Meaning of vestment in English:


Pronunciation /ˈvɛs(t)m(ə)nt/

Translate vestment into Spanish


usually vestments
  • 1A chasuble or other robe worn by the clergy or choristers during services.

    ‘a priest in green vestments came and preached a long sermon’
    • ‘The liturgical vestments worn by the priest also indicate this.’
    • ‘This holiday celebration began in the morning, with clergy clad in white vestments and a choir singing Gregorian chant.’
    • ‘Peg was gifted with her hands and made numerous vestments for the clergy through her association with the Apostolic Workers.’
    • ‘What is the role of lighting in the display of the colors of vestments or robes?’
    • ‘In addition to painting and sculpture, the collections include displays of silver, ecclesiastical ornaments and vestments, furniture, and altars.’
    • ‘They do not even seem to allude to crucifixes or church buildings or vestments or liturgical practice.’
    • ‘The vestments of the high priest were bejewelled and adorned with colors that literally mapped the world.’
    • ‘Indeed there was more incense and ornate vestments than I have seen in a Catholic service for some time.’
    • ‘It is a sombre painting with the only bright colour provided by the clergymen's vestments and by the headscarves of the women.’
    • ‘The priestly vestments were designed to cover the body in multiple layers, each layer exaggerating the size of legs, torso and head.’
    • ‘Now the Pope had reached the elevated altar, his green vestments reflecting the Irishness of the occasion.’

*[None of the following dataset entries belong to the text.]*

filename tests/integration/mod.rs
// Copyright (c) 2025 Kirky.X
//
// Licensed under the MIT License
// See LICENSE file in the project root for full license information.

pub mod batch_scheduler_test;
pub mod helpers;
pub mod item_processor_test;
// Copyright (c) 2025 Kirky.X
//
// Licensed under the MIT License
// See LICENSE file in the project root for full license information.

use sea_orm_migration::prelude::*;
use sea_orm_migration::sea_orm::DbBackend;

/// 创建 domains 表
#[derive(DeriveMigrationName)]
pub struct Migration;

#[async_trait::async_trait]
impl MigrationTrait for Migration {
    /// 应用数据库迁移
    ///
    /// # 参数
    ///
    /// * `manager` - 数据库模式管理器
    ///
    /// # 返回值
    ///
    /// * `Ok(())` - 迁移成功
    /// * `Err(DbErr)` - 迁移失败
    async fn up(&self, manager: &SchemaManager) -> Result<(), DbErr> {
        let backend = manager.get_database_backend();

        manager
            .create_table(
                Table::create()
                    .table(Domains::Table)
                    .if_not_exists()
                    .col({
                        // SQLite only auto-increments INTEGER PRIMARY KEY
                        let mut col = ColumnDef::new(Domains::Id);
                        if backend == DbBackend::Sqlite {
                            col.integer();
                        } else {
                            col.big_integer();
                        }
                        col.not_null().auto_increment().primary_key();
                        col
                    })
                    .col(ColumnDef::new(Domains::Url).string_len(2048).not_null())
                    .col(ColumnDef::new(Domains::Status).string_len(32).null())
                    .col(ColumnDef::new(Domains::Matched).boolean().null())
                    .col(ColumnDef::new(Domains::Frameworks).text().null())
                    .col(ColumnDef::new(Domains::Helpdesks).text().null())
                    .col(ColumnDef::new(Domains::Emails).text().null())
                    .col(ColumnDef::new(Domains::ContactPageLinks).text().null())
                    .col(ColumnDef::new(Domains::FaqPageLinks).text().null())
                    .col(ColumnDef::new(Domains::Data).text().null())
                    .col({
                        let mut col = ColumnDef::new(Domains::Html);
                        if backend == DbBackend::MySql {
                            col.custom(Alias::new("LONGTEXT"));
                        } else {
                            col.text();
                        }
                        col.null();
                        col
                    })
                    .col(
                        ColumnDef::new(Domains::StartedAt)
                            .timestamp_with_time_zone()
                            .null(),
                    )
                    .col(
                        ColumnDef::new(Domains::CompletedAt)
                            .timestamp_with_time_zone()
                            .null(),
                    )
                    .to_owned(),
            )
            .await?;

        manager
            .create_index(
                Index::create()
                    .name("idx_domains_status")
                    .table(Domains::Table)
                    .col(Domains::Status)
                    .to_owned(),
            )
            .await?;

        Ok(())
    }

    /// 回滚数据库迁移
    async fn down(&self, manager: &SchemaManager) -> Result<(), DbErr> {
        manager
            .drop_table(Table::drop().table(Domains::Table).to_owned())
            .await
    }
}

#[derive(DeriveIden)]
enum Domains {
    Table,
    Id,
    Url,
    Status,
    Matched,
    Frameworks,
    Helpdesks,
    Emails,
    ContactPageLinks,
    FaqPageLinks,
    Data,
    Html,
    StartedAt,
    CompletedAt,
}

    • ‘They would gratefully spend time during the week preparing a homily, then go down the street Sunday morning, put on some vestments and say Mass in their own parish communities.’

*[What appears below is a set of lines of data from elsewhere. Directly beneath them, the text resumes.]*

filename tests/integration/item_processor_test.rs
// Copyright (c) 2025 Kirky.X
//
// Licensed under the MIT License
// See LICENSE file in the project root for full license information.

use super::helpers::{processor, signal_config, InMemoryRepository, Scripted, ScriptedFetcher};
use signalscan::domain::models::domain_record::{DomainRecord, RecordStatus};
use signalscan::engines::traits::{FetchError, FetchErrorKind};
use signalscan::workers::item_processor::{ItemOutcome, ProcessError};
use std::sync::Arc;

const PAGE: &str = r#"<html>
<head><script src="/static/react.production.min.js"></script></head>
<body>
  <a href="https://shop.example.com/contact-us">Contact</a>
  <a href="https://shop.example.com/help/faq">FAQ</a>
  Write to support@shop.example.com
</body>
</html>"#;

#[tokio::test]
async fn test_process_classifies_and_commits() {
    let repo = InMemoryRepository::with_urls(&["https://shop.example.com"]);
    let fetcher = Arc::new(ScriptedFetcher::new().body("https://shop.example.com", PAGE));
    let processor = processor(
        repo.clone(),
        fetcher.clone(),
        signal_config(&["react", "vue"], &["zendesk"], 5),
    );

    let outcome = processor
        .process(DomainRecord::pending(1, "https://shop.example.com"))
        .await
        .unwrap();

    assert_eq!(outcome, ItemOutcome::Done { matched: true });

    let record = repo.get(1).unwrap();
    assert_eq!(record.status, RecordStatus::Done);
    assert!(record.completed_at.is_some());

    let result = record.result.unwrap();
    assert_eq!(result.frameworks, vec!["react".to_string()]);
    assert!(result.help_desks.is_empty());
    assert_eq!(result.emails, vec!["support@shop.example.com".to_string()]);
    assert_eq!(
        result.contact_page_links,
        vec!["https://shop.example.com/contact-us".to_string()]
    );
    assert_eq!(
        result.faq_page_links,
        vec!["https://shop.example.com/help/faq".to_string()]
    );
    assert_eq!(repo.body(1).as_deref(), Some(PAGE));
}

#[tokio::test]
async fn test_process_without_signals_is_done_unmatched() {
    let repo = InMemoryRepository::with_urls(&["https://plain.example.com"]);
    let fetcher = Arc::new(
        ScriptedFetcher::new().body("https://plain.example.com", "<html>nothing here</html>"),
    );
    let processor = processor(repo.clone(), fetcher, signal_config(&["react"], &[], 5));

    let outcome = processor
        .process(DomainRecord::pending(1, "https://plain.example.com"))
        .await
        .unwrap();

    assert_eq!(outcome, ItemOutcome::Done { matched: false });
    let record = repo.get(1).unwrap();
    assert_eq!(record.status, RecordStatus::Done);
    assert!(!record.result.unwrap().matched);
}

#[tokio::test(start_paused = true)]
async fn test_process_fetch_timeout_is_recorded() {
    let repo = InMemoryRepository::with_urls(&["https://slow.example.com"]);
    let fetcher =
        Arc::new(ScriptedFetcher::new().respond("https://slow.example.com", Scripted::Hang));
    let processor = processor(repo.clone(), fetcher, signal_config(&[], &[], 5));

    let outcome = processor
        .process(DomainRecord::pending(1, "https://slow.example.com"))
        .await
        .unwrap();

    assert_eq!(outcome, ItemOutcome::Failed(FetchErrorKind::Timeout));

    let record = repo.get(1).unwrap();
    assert_eq!(record.status, RecordStatus::Failed);
    assert!(record.result.is_none());
    assert!(record.error_message.unwrap().starts_with("timeout"));
}

#[tokio::test]
async fn test_process_http_status_is_recorded() {
    let repo = InMemoryRepository::with_urls(&["https://down.example.com"]);
    let fetcher = Arc::new(ScriptedFetcher::new().respond(
        "https://down.example.com",
        Scripted::Fail(FetchError::http_status(503)),
    ));
    let processor = processor(repo.clone(), fetcher, signal_config(&[], &[], 5));

    let outcome = processor
        .process(DomainRecord::pending(1, "https://down.example.com"))
        .await
        .unwrap();

    assert_eq!(outcome, ItemOutcome::Failed(FetchErrorKind::HttpStatus(503)));
    let message = repo.get(1).unwrap().error_message.unwrap();
    assert!(message.contains("503"));
}

#[tokio::test]
async fn test_process_skips_record_claimed_elsewhere() {
    let repo = InMemoryRepository::with_urls(&[]);
    repo.insert(
        DomainRecord::pending(1, "https://taken.example.com")
            .start()
            .unwrap(),
    );
    let fetcher = Arc::new(ScriptedFetcher::new().body("https://taken.example.com", PAGE));
    let processor = processor(repo.clone(), fetcher.clone(), signal_config(&["react"], &[], 5));

    let outcome = processor
        .process(DomainRecord::pending(1, "https://taken.example.com"))
        .await
        .unwrap();

    assert_eq!(outcome, ItemOutcome::Skipped);
    assert_eq!(fetcher.calls(), 0);
    assert_eq!(repo.get(1).unwrap().status, RecordStatus::InProgress);
}

#[tokio::test]
async fn test_process_skips_missing_record() {
    let repo = InMemoryRepository::with_urls(&[]);
    let fetcher = Arc::new(ScriptedFetcher::new());
    let processor = processor(repo, fetcher.clone(), signal_config(&[], &[], 5));

    let outcome = processor
        .process(DomainRecord::pending(42, "https://gone.example.com"))
        .await
        .unwrap();

    assert_eq!(outcome, ItemOutcome::Skipped);
    assert_eq!(fetcher.calls(), 0);
}

#[tokio::test]
async fn test_process_commit_failure_leaves_record_in_progress() {
    let repo = InMemoryRepository::with_urls(&["https://shop.example.com"]);
    let fetcher = Arc::new(ScriptedFetcher::new().body("https://shop.example.com", PAGE));
    let processor = processor(repo.clone(), fetcher, signal_config(&["react"], &[], 5));
    repo.set_fail_commits(true);

    let result = processor
        .process(DomainRecord::pending(1, "https://shop.example.com"))
        .await;

    assert!(matches!(result, Err(ProcessError::Commit { id: 1, .. })));
    assert_eq!(repo.get(1).unwrap().status, RecordStatus::InProgress);
}

#[tokio::test]
async fn test_process_is_independent_of_previous_failures() {
    let repo = InMemoryRepository::with_urls(&["https://a.example.com", "https://b.example.com"]);
    let fetcher = Arc::new(
        ScriptedFetcher::new()
            .respond(
                "https://a.example.com",
                Scripted::Fail(FetchError::connection_failed("connection refused")),
            )
            .body("https://b.example.com", "mail ops@b.example.com"),
    );
    let processor = processor(repo.clone(), fetcher, signal_config(&[], &[], 5));

    let first = processor
        .process(DomainRecord::pending(1, "https://a.example.com"))
        .await
        .unwrap();
    let second = processor
        .process(DomainRecord::pending(2, "https://b.example.com"))
        .await
        .unwrap();

    assert_eq!(first, ItemOutcome::Failed(FetchErrorKind::ConnectionFailed));
    assert_eq!(second, ItemOutcome::Done { matched: true });
    assert_eq!(repo.get(1).unwrap().status, RecordStatus::Failed);
    assert_eq!(repo.get(2).unwrap().status, RecordStatus::Done);
}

    • ‘The cardinal who's just been elected pope goes there to put on the vestments he'll wear when he appears to the crowd waiting below in St. Peter's Square.’
    • ‘Trying to get into it in full vestments was always something of a challenge.’

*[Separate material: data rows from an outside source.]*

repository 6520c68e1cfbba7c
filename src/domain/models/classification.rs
// Copyright (c) 2025 Kirky.X
//
// Licensed under the MIT License
// See LICENSE file in the project root for full license information.

use serde::{Deserialize, Serialize};

/// 分类结果
///
/// 对一次抓取到的页面内容进行信号提取后的结构化输出。
/// 所有列表均已去重，并保持首次出现的顺序。
///
/// 序列化时使用 camelCase 字段名，与 `data` 列中既有的 JSON 格式保持一致。
#[derive(Debug, Clone, Default, PartialEq, Eq, Serialize, Deserialize)]
#[serde(rename_all = "camelCase")]
pub struct ClassificationResult {
    /// 任意一个列表非空时为 true
    pub matched: bool,
    /// 命中的前端框架信号
    pub frameworks: Vec<String>,
    /// 命中的客服系统信号
    pub help_desks: Vec<String>,
    /// 页面中出现的邮箱地址
    pub emails: Vec<String>,
    /// 指向联系页面的绝对链接
    pub contact_page_links: Vec<String>,
    /// 指向常见问题页面的绝对链接
    pub faq_page_links: Vec<String>,
}

impl ClassificationResult {
    /// 根据五个列表计算 `matched` 并构建结果
    pub fn from_parts(
        frameworks: Vec<String>,
        help_desks: Vec<String>,
        emails: Vec<String>,
        contact_page_links: Vec<String>,
        faq_page_links: Vec<String>,
    ) -> Self {
        let matched = !frameworks.is_empty()
            || !help_desks.is_empty()
            || !emails.is_empty()
            || !contact_page_links.is_empty()
            || !faq_page_links.is_empty();

        Self {
            matched,
            frameworks,
            help_desks,
            emails,
            contact_page_links,
            faq_page_links,
        }
    }
}

/// 信号配置
///
/// 启动时加载一次，之后只读并在各处理任务间共享。
#[derive(Debug, Clone, PartialEq, Eq)]
pub struct SignalConfig {
    /// 框架信号列表
    pub frameworks: Vec<String>,
    /// 客服系统信号列表
    pub help_desks: Vec<String>,
    /// 每轮认领的记录数，同时也是并发上限
    pub batch_size: usize,
}

impl SignalConfig {
    /// 默认批次大小
    pub const DEFAULT_BATCH_SIZE: usize = 5;

    /// 创建信号配置
    ///
    /// 信号会去掉首尾空白，空字符串会被丢弃（空串是任何文本的子串）。
    /// `batch_size` 为 0 时回退到默认值。
    pub fn new(frameworks: Vec<String>, help_desks: Vec<String>, batch_size: usize) -> Self {
        Self {
            frameworks: normalize_signals(frameworks),
            help_desks: normalize_signals(help_desks),
            batch_size: if batch_size == 0 {
                Self::DEFAULT_BATCH_SIZE
            } else {
                batch_size
            },
        }
    }
}

impl Default for SignalConfig {
    fn default() -> Self {
        Self::new(Vec::new(), Vec::new(), Self::DEFAULT_BATCH_SIZE)
    }
}

fn normalize_signals(signals: Vec<String>) -> Vec<String> {
    signals
        .into_iter()
        .map(|s| s.trim().to_string())
        .filter(|s| !s.is_empty())
        .collect()
}
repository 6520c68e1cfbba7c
// Copyright (c) 2025 Kirky.X
//
// Licensed under the MIT License
// See LICENSE file in the project root for full license information.

/// 数据库模块
///
/// 提供数据库连接和实体管理功能
/// 包括数据库连接池和实体定义
pub mod connection;
pub mod entities;
// Copyright (c) 2025 Kirky.X
//
// Licensed under the MIT License
// See LICENSE file in the project root for full license information.

pub mod domain_repository;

    • ‘Next week, we're due to discuss the different seasons of the church year, and are going touch upon the different colours of vestments worn at different times throughout the year.’
    • ‘He painted designs for richly embroidered ecclesiastical vestments that required satin stitch and raised work in metallic and silk threads.’
    • ‘But rather than represent anonymous bodies, the artist presents us with bodies that are adorned with the symbols of power, bishop's mitres, priestly vestments, and gentlemen's robes.’
    • ‘A few clergy assemble, including one in vestments which mark him out as an archbishop.’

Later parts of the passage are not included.